Exercise aim: Select from the records below every line that has the word "usize" in it.

Supplied material:
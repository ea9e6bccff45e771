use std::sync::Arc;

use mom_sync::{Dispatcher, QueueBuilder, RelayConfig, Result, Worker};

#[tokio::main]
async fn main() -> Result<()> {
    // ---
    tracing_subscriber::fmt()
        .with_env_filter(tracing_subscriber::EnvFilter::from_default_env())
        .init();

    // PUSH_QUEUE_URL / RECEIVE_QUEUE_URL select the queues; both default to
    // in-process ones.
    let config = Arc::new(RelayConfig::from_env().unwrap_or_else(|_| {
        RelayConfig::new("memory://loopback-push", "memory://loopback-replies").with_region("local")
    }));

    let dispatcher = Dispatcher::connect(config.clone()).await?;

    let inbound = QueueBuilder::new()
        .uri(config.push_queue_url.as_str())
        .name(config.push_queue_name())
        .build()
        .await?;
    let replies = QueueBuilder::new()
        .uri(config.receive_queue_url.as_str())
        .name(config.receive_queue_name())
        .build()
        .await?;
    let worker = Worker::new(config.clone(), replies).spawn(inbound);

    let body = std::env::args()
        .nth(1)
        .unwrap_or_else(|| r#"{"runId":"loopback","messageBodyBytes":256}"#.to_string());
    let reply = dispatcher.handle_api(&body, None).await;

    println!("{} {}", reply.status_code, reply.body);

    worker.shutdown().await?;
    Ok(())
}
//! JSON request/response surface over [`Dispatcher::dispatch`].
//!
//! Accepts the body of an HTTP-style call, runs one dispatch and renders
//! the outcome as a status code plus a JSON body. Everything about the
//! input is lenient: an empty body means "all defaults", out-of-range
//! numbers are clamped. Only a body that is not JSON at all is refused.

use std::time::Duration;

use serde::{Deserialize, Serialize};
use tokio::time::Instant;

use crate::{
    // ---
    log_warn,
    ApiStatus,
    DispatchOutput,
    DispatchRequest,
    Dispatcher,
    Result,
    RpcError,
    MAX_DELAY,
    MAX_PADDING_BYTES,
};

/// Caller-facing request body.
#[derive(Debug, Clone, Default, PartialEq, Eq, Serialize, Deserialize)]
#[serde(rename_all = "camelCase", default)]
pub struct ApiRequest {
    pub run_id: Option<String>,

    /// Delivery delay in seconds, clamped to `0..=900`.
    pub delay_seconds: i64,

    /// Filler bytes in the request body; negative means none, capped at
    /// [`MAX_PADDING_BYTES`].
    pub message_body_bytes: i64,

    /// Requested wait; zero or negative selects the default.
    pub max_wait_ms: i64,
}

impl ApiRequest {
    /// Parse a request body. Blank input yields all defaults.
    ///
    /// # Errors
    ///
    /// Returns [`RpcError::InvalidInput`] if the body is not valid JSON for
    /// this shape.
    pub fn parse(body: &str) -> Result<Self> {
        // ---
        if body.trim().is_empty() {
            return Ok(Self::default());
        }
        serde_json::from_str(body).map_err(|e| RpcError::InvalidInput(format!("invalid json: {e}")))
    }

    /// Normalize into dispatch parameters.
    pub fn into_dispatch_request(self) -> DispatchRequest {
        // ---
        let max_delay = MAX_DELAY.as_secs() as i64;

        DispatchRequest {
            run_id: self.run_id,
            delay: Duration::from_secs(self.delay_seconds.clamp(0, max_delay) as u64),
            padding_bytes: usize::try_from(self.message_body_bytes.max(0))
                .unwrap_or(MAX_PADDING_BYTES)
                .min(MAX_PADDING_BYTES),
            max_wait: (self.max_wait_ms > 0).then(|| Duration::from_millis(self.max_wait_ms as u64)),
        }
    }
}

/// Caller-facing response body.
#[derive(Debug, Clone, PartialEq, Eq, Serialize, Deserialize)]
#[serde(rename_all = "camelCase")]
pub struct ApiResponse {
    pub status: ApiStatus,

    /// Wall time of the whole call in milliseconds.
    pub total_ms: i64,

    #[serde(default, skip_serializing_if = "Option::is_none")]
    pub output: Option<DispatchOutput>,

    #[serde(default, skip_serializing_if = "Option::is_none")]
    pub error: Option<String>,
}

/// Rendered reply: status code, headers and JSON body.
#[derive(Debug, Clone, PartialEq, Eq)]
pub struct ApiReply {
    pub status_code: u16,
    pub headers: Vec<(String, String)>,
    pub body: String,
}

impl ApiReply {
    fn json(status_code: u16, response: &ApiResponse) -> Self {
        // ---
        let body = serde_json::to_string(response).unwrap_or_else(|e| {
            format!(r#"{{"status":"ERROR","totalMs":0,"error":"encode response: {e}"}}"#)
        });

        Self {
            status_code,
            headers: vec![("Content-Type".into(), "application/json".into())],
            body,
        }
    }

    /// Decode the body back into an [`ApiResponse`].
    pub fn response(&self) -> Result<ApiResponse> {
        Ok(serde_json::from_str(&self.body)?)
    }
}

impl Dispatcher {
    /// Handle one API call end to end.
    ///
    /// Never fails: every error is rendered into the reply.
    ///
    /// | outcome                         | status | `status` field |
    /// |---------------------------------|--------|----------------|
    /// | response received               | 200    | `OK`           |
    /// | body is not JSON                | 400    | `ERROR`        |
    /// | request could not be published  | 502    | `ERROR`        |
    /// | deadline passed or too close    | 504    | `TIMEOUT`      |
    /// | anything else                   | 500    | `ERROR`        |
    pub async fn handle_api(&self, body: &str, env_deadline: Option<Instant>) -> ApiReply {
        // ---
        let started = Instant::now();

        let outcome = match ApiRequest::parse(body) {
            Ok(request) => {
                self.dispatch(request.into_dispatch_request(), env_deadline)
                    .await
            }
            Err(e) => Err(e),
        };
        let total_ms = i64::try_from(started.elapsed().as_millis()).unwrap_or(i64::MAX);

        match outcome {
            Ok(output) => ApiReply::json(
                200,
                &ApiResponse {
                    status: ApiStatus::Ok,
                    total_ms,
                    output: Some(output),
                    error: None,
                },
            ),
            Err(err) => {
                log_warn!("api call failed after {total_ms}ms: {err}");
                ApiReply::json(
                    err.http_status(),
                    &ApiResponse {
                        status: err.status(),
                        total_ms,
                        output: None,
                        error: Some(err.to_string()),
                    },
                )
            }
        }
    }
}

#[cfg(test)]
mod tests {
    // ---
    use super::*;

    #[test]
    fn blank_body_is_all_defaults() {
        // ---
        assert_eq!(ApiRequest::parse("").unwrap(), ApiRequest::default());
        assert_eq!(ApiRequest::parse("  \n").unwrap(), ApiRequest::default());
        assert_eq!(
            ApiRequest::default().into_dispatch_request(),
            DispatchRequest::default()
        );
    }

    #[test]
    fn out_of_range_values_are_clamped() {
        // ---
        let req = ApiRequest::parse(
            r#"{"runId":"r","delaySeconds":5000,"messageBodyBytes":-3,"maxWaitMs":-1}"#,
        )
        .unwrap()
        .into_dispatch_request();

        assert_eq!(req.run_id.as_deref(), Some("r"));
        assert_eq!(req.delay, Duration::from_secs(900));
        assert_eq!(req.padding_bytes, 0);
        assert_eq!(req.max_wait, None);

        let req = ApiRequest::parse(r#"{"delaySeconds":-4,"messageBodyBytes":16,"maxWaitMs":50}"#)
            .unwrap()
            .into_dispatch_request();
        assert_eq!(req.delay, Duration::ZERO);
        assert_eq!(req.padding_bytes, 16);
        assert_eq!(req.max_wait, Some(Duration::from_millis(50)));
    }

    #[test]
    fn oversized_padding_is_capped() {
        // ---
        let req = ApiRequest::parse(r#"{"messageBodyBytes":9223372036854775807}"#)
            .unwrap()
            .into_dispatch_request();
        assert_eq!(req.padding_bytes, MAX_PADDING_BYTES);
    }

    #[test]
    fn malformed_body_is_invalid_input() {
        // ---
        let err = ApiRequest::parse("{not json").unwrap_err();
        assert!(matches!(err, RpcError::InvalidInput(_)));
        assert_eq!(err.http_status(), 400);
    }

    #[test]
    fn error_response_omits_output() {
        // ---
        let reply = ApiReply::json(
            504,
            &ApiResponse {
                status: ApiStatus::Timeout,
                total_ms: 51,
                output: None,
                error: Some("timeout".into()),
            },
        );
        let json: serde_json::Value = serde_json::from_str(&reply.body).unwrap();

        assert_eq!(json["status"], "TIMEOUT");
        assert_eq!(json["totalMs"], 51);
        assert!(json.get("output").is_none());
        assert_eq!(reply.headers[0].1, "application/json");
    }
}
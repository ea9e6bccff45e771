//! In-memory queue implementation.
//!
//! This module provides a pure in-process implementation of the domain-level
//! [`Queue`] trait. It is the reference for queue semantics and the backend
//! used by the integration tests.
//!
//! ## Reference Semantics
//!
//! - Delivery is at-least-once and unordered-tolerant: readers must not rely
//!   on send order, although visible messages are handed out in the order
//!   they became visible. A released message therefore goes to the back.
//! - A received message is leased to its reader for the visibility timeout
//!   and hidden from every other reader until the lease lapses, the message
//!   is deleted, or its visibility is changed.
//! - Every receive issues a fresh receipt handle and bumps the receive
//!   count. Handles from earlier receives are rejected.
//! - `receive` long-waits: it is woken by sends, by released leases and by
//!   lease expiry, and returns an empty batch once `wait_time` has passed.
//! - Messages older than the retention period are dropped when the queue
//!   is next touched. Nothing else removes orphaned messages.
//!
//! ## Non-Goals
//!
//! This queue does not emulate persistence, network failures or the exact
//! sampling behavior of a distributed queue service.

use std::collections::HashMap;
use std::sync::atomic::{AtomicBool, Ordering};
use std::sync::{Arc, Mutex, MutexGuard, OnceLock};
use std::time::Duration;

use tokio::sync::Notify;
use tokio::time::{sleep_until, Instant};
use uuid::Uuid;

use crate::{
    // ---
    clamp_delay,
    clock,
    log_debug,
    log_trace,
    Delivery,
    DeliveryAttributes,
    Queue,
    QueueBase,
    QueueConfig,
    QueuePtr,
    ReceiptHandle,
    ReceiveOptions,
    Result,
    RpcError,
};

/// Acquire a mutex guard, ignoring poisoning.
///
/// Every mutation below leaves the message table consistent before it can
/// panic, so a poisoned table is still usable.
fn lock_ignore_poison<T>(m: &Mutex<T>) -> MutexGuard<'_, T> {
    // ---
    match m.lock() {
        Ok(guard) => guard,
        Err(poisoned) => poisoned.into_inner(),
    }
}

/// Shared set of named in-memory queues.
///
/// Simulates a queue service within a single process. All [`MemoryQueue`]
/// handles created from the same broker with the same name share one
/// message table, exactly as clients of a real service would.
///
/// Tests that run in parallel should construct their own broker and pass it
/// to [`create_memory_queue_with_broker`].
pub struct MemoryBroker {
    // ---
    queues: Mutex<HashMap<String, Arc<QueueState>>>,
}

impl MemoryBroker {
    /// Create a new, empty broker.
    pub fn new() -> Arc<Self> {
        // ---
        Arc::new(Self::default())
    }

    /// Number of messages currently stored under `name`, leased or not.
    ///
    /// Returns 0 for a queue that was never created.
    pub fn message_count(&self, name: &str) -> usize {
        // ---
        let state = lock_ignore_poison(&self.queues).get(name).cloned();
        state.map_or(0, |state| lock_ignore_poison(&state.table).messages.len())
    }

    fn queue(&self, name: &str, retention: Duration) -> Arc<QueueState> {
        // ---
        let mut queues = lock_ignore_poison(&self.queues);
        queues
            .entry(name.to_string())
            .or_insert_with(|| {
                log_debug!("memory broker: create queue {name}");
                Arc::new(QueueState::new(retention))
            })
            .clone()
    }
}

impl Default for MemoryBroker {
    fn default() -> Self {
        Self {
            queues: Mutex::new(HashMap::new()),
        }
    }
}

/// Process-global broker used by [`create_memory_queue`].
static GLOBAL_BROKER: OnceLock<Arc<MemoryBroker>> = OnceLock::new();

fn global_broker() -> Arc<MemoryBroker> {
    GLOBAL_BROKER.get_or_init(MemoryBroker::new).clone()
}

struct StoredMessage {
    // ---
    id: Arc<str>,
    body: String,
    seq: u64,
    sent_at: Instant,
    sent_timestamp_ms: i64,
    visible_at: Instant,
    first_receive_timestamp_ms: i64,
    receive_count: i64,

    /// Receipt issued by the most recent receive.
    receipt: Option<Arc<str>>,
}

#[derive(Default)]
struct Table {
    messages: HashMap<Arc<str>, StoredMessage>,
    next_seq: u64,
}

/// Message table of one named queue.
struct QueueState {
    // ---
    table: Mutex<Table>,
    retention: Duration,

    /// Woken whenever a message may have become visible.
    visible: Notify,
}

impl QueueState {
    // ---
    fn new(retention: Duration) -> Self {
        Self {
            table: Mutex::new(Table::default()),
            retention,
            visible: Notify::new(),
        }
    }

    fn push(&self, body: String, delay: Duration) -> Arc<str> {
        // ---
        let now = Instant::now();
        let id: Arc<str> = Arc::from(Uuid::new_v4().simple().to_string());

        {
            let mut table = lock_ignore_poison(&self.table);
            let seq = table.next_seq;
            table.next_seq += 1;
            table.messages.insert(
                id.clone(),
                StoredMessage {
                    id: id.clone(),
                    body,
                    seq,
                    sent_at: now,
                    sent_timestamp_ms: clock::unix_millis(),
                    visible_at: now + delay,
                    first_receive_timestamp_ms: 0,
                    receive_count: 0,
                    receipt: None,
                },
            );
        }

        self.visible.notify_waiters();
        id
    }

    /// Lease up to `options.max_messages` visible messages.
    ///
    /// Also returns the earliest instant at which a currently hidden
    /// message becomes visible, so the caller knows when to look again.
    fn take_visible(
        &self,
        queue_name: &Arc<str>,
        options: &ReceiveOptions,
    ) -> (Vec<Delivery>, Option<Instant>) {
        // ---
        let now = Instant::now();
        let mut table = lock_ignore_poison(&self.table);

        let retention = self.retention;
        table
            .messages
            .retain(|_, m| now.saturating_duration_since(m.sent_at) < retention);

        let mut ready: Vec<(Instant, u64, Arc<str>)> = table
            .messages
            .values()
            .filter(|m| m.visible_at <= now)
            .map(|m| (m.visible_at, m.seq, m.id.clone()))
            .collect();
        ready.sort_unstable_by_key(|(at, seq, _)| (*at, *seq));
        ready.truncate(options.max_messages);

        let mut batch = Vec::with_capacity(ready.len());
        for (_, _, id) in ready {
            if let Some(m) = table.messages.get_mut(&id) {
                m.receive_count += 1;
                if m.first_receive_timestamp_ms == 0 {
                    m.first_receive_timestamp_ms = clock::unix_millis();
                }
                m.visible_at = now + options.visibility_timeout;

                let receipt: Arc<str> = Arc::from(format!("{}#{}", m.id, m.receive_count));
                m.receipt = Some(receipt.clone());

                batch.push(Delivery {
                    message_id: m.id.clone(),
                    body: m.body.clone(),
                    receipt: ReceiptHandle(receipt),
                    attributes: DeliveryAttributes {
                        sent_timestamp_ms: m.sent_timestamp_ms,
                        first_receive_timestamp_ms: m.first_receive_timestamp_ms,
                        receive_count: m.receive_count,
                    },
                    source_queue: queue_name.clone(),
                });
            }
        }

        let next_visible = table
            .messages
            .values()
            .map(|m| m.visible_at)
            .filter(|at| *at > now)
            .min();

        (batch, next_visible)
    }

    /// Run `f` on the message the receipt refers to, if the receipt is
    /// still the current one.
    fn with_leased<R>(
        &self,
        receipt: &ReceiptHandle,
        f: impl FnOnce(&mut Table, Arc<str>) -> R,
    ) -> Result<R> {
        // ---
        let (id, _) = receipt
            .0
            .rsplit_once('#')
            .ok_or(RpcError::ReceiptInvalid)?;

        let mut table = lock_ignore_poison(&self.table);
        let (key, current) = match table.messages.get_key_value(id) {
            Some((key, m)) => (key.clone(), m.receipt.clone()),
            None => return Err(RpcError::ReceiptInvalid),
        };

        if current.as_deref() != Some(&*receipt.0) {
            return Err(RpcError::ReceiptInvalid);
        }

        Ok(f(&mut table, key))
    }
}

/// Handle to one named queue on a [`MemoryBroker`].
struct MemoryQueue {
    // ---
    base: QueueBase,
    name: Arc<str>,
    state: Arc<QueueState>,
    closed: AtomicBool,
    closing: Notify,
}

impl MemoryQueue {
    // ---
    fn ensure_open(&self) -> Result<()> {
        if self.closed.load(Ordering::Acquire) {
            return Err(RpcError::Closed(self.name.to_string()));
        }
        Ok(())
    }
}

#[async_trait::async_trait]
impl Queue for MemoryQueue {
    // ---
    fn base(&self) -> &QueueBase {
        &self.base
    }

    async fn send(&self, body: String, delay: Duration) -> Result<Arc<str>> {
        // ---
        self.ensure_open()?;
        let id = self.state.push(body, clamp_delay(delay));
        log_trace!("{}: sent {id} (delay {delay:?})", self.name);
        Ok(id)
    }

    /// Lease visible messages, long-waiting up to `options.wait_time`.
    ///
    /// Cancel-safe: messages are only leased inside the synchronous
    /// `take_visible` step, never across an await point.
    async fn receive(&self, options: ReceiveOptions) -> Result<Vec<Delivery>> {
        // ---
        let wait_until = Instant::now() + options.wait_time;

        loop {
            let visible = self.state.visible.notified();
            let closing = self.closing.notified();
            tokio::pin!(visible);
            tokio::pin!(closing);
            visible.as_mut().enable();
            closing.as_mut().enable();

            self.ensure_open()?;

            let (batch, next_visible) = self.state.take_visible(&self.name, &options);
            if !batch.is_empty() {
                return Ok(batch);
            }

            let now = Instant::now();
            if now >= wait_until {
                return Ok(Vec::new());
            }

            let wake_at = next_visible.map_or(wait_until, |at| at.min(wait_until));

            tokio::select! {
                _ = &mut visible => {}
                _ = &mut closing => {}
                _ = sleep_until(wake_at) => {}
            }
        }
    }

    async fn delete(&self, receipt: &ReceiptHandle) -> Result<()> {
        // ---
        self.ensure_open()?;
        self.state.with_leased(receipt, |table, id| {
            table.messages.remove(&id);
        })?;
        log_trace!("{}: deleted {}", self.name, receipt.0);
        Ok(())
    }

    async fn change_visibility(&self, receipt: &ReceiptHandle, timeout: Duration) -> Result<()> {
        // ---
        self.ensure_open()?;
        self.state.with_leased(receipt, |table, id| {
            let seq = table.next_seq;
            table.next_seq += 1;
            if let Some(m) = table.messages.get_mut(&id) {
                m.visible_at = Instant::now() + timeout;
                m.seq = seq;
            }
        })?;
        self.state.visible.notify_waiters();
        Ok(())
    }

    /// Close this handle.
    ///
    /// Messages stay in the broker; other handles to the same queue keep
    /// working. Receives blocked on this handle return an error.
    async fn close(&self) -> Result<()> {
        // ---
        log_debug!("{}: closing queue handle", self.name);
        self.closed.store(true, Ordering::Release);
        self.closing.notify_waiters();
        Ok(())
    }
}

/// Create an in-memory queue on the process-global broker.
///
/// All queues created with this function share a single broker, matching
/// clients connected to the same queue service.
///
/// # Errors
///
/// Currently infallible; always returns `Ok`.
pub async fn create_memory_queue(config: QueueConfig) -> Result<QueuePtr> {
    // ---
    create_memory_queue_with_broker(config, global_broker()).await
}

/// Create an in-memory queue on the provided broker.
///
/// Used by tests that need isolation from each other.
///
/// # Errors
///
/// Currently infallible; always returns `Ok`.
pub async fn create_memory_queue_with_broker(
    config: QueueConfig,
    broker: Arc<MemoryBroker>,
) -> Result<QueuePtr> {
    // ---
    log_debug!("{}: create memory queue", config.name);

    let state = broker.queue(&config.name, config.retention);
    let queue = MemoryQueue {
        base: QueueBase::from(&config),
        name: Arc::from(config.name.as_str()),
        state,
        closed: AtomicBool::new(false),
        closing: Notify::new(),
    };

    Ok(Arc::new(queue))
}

Result:
            padding_bytes: usize::try_from(self.message_body_bytes.max(0))
    pub fn message_count(&self, name: &str) -> usize {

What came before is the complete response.